▶ **Information given**
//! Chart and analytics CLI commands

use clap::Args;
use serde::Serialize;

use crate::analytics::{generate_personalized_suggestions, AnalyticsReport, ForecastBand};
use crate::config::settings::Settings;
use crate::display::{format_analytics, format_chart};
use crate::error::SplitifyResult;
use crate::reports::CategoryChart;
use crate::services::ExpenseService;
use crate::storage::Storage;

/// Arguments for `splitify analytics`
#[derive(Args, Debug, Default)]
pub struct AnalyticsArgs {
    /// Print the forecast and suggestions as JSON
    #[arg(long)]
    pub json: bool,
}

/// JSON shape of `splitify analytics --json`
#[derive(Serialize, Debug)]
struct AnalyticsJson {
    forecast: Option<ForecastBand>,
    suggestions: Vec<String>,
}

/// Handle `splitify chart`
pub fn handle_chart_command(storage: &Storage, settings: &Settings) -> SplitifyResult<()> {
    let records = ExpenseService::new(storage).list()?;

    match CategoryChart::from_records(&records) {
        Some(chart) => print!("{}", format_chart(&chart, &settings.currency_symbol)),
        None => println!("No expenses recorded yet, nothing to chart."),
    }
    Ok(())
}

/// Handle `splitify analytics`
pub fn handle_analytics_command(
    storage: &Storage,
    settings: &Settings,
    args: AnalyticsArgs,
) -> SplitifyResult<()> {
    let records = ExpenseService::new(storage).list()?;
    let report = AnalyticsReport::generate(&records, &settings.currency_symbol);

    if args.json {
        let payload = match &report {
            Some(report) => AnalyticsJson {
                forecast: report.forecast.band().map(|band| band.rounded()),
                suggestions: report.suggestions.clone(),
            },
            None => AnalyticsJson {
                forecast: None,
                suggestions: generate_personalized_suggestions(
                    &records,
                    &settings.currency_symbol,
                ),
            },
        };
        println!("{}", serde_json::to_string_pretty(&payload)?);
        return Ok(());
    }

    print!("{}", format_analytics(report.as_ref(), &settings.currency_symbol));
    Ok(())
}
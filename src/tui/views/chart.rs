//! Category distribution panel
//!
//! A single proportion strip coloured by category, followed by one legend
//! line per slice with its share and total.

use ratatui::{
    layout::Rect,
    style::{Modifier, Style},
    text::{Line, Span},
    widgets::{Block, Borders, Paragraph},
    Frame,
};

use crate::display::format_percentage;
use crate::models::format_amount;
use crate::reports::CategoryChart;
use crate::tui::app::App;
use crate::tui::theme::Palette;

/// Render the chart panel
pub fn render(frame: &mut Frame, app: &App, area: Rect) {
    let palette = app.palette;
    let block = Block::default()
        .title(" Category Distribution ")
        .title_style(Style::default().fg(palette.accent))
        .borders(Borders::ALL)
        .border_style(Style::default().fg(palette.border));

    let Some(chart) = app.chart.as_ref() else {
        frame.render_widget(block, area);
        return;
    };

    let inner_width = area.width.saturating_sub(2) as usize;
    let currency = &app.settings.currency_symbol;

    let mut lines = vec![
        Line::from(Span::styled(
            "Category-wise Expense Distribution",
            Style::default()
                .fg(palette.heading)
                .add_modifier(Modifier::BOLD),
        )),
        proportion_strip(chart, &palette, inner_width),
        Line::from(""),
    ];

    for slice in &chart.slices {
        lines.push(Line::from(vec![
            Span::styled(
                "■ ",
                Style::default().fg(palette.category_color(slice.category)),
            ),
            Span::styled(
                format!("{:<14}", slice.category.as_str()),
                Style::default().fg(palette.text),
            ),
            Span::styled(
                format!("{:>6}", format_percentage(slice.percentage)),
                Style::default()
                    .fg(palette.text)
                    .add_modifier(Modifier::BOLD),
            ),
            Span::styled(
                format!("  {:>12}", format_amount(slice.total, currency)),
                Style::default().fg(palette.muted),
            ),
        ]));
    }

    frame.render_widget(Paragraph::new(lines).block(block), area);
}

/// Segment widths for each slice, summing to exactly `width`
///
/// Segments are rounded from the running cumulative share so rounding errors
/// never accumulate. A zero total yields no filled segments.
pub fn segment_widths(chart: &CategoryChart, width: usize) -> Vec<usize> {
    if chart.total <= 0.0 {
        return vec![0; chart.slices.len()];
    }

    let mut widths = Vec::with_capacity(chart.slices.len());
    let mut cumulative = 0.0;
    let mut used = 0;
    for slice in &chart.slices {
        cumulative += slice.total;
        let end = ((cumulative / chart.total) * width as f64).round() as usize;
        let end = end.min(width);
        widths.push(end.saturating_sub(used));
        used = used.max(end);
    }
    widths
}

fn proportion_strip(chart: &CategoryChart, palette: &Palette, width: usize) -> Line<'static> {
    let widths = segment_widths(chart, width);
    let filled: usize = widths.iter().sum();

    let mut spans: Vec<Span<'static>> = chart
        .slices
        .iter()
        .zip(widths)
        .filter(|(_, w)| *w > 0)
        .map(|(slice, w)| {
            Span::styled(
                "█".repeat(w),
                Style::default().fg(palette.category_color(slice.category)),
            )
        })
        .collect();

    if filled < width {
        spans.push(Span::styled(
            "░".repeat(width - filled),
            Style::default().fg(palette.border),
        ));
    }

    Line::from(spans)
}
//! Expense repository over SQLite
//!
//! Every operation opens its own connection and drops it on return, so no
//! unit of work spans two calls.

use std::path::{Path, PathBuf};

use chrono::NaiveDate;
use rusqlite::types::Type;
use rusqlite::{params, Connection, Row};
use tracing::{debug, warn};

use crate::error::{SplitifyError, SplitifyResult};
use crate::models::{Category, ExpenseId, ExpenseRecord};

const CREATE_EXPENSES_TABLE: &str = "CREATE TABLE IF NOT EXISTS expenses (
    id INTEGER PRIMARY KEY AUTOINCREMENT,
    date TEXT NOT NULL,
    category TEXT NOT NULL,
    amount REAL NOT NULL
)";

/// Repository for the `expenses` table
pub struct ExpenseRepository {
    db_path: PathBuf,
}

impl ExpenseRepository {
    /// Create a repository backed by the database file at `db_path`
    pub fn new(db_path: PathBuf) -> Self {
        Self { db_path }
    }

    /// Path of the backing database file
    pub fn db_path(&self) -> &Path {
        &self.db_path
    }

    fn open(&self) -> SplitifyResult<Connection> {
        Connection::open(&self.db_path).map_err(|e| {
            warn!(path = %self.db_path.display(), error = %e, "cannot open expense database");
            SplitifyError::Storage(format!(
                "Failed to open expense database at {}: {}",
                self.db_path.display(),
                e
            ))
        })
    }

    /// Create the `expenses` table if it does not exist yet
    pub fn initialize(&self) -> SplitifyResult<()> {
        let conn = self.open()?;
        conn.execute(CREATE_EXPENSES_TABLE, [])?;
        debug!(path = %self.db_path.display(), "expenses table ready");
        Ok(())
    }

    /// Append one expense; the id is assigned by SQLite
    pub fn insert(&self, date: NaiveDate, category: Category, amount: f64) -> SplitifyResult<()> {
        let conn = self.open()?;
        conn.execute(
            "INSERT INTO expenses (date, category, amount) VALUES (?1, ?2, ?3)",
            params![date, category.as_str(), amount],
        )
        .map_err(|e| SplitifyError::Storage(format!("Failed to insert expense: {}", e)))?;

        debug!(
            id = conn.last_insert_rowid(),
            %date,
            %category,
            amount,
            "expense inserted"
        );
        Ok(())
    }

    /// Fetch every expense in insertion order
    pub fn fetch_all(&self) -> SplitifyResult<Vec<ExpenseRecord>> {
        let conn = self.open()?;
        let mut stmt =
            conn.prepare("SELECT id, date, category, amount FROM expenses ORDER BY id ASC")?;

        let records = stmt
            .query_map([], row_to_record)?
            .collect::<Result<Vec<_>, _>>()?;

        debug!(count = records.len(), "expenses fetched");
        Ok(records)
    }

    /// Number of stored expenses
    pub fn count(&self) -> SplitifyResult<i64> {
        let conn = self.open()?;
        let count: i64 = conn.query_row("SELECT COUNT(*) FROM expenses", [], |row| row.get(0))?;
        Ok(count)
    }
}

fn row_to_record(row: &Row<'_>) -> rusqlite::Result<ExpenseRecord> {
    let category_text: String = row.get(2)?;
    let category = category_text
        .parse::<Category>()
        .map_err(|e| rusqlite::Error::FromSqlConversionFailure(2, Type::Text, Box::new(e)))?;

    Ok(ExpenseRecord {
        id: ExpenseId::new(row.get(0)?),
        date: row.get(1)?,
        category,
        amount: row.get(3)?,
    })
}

▶ **What the task requires**
Please filter the entries above down to the lines holding "struct" and copy them.

▶ **Result of this task**
pub struct AnalyticsArgs {
struct AnalyticsJson {
pub struct ExpenseRepository {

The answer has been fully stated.